**BRIEF**
As you look over the data below, please find each line where the word "derive" appears, then copy it.

**MATERIAL FOR THE TASK**
--------------------------------------------------
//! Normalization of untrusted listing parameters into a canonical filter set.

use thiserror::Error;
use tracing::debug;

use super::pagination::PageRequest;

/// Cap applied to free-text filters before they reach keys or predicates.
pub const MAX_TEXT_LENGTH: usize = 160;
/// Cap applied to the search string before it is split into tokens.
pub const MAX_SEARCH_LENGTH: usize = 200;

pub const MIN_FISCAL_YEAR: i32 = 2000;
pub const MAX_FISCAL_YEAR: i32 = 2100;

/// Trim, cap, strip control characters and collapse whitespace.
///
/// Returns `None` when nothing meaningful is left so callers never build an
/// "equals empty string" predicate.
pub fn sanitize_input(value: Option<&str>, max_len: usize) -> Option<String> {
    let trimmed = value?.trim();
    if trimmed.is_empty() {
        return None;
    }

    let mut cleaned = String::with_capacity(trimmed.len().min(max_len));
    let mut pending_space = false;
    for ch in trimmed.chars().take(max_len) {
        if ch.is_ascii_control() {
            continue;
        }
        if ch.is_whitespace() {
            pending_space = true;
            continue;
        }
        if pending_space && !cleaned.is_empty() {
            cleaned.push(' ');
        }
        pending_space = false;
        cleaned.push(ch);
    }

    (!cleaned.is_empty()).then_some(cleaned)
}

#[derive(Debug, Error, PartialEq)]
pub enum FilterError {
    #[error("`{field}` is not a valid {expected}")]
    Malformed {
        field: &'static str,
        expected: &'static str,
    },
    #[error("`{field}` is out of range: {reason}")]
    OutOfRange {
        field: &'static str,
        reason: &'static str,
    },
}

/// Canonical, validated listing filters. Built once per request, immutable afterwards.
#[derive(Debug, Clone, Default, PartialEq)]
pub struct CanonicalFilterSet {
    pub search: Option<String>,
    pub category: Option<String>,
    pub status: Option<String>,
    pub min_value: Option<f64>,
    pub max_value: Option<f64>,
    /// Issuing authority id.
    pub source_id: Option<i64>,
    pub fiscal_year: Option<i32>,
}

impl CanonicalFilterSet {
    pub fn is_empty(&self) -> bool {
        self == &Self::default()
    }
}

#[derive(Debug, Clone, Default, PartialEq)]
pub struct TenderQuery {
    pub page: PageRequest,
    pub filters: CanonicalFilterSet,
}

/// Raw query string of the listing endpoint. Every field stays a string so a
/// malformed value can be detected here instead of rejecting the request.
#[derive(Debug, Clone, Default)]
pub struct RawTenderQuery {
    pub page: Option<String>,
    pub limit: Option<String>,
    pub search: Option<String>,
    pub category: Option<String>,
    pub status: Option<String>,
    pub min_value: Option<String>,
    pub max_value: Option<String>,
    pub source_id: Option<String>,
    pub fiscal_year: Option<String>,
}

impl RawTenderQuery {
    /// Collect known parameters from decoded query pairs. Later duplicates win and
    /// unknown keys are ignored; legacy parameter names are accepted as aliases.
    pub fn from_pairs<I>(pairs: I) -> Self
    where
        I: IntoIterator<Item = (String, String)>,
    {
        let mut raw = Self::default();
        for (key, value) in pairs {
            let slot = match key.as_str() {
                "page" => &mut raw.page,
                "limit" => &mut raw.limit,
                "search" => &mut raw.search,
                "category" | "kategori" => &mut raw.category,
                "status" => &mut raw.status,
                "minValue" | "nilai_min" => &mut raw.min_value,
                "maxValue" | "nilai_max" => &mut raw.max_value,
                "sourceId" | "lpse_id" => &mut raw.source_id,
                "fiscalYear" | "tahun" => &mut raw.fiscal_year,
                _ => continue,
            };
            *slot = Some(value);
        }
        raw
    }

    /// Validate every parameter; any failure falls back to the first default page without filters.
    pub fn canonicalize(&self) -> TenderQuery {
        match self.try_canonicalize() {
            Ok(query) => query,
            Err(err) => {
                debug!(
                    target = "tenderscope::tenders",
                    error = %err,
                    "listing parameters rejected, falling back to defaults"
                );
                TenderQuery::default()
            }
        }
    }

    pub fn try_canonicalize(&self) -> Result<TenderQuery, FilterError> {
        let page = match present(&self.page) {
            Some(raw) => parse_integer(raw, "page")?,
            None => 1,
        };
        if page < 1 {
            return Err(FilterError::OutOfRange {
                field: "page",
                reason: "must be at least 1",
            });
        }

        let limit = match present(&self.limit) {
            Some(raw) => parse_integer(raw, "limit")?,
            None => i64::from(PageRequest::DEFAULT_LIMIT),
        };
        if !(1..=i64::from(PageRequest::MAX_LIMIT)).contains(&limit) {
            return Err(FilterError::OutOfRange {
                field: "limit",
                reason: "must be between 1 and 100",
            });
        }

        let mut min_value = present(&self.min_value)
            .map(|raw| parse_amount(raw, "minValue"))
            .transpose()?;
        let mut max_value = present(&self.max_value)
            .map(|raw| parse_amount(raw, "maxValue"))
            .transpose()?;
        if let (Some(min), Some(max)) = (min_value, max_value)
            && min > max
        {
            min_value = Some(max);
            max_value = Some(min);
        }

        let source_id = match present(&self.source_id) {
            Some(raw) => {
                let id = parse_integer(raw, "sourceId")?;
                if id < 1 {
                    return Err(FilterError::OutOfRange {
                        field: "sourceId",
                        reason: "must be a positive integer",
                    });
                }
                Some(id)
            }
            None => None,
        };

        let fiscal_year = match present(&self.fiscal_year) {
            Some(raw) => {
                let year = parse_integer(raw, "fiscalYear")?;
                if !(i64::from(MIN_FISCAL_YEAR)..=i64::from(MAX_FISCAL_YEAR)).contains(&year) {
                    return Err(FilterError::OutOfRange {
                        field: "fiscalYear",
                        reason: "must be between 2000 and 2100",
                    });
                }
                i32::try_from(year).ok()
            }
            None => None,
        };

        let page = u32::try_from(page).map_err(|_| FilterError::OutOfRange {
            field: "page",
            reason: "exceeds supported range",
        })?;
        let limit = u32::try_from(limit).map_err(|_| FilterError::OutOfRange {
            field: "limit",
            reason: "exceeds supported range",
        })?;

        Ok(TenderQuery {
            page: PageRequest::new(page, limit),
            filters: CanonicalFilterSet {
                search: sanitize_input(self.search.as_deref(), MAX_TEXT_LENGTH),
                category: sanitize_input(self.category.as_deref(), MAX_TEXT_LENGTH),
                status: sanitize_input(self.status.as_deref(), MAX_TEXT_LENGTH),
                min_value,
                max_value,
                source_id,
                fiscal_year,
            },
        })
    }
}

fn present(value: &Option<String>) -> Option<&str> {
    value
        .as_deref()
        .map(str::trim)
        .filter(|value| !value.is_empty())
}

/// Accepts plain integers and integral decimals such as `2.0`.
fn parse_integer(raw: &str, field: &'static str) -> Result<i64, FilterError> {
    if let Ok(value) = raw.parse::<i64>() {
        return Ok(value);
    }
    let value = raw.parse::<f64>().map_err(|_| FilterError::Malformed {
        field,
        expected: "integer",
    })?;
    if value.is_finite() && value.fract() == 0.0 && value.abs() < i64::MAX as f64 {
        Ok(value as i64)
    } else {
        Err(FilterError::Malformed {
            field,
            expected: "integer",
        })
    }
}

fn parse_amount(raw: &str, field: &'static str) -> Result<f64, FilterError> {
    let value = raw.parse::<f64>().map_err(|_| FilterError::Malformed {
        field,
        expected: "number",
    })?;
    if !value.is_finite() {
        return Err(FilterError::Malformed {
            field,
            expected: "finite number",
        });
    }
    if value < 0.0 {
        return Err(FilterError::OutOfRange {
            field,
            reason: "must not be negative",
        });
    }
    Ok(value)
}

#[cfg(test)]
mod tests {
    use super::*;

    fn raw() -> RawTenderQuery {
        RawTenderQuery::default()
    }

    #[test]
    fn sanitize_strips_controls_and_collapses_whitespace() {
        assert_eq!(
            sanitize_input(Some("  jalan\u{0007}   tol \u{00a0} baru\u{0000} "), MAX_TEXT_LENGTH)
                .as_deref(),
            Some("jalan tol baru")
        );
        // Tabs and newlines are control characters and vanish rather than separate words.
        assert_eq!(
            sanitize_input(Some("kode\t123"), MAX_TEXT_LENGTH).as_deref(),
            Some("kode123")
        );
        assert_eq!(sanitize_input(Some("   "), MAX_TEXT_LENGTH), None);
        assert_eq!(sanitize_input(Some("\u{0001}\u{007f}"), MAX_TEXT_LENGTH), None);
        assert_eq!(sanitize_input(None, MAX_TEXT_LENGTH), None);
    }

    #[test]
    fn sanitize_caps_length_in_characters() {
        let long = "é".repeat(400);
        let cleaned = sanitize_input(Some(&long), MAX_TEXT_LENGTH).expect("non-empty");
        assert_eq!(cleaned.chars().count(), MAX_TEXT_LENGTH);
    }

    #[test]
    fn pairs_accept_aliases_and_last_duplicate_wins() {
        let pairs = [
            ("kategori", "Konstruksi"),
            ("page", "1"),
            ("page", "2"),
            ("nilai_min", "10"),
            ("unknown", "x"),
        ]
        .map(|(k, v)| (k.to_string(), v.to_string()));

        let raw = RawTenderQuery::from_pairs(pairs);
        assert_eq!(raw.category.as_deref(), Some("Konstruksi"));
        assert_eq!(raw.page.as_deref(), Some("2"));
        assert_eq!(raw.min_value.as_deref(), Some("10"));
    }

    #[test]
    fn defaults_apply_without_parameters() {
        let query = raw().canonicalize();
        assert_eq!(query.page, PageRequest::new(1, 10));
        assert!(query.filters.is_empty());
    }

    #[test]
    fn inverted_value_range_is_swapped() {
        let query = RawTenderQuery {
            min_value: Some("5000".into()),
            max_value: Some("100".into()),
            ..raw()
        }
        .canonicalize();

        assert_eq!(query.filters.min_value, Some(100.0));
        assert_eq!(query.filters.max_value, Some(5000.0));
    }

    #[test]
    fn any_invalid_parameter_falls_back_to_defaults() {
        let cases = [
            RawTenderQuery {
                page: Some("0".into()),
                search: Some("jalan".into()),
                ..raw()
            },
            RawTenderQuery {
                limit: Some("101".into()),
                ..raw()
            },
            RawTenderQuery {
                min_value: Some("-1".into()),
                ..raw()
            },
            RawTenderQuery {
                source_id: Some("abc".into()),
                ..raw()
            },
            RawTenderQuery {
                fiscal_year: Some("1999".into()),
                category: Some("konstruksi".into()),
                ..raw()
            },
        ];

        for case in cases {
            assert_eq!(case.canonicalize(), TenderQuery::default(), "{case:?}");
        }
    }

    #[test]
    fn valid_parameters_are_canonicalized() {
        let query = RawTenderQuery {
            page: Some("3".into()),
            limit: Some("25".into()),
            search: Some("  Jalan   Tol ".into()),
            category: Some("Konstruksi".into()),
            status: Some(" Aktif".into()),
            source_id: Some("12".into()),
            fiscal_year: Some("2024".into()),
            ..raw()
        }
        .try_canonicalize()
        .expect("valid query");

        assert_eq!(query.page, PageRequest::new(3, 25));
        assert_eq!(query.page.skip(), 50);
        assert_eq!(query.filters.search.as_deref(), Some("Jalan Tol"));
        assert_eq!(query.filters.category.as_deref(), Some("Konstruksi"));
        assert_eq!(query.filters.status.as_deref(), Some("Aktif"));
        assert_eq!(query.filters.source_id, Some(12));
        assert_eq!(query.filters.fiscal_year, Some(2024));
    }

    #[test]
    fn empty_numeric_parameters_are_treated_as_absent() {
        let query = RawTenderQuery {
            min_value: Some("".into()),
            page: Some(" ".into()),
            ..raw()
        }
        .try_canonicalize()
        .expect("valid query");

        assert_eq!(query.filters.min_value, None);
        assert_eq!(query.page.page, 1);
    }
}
--------------------------------------------------
**ANSWER SPACE**
#[derive(Debug, Error, PartialEq)]
#[derive(Debug, Clone, Default, PartialEq)]
#[derive(Debug, Clone, Default, PartialEq)]
#[derive(Debug, Clone, Default)]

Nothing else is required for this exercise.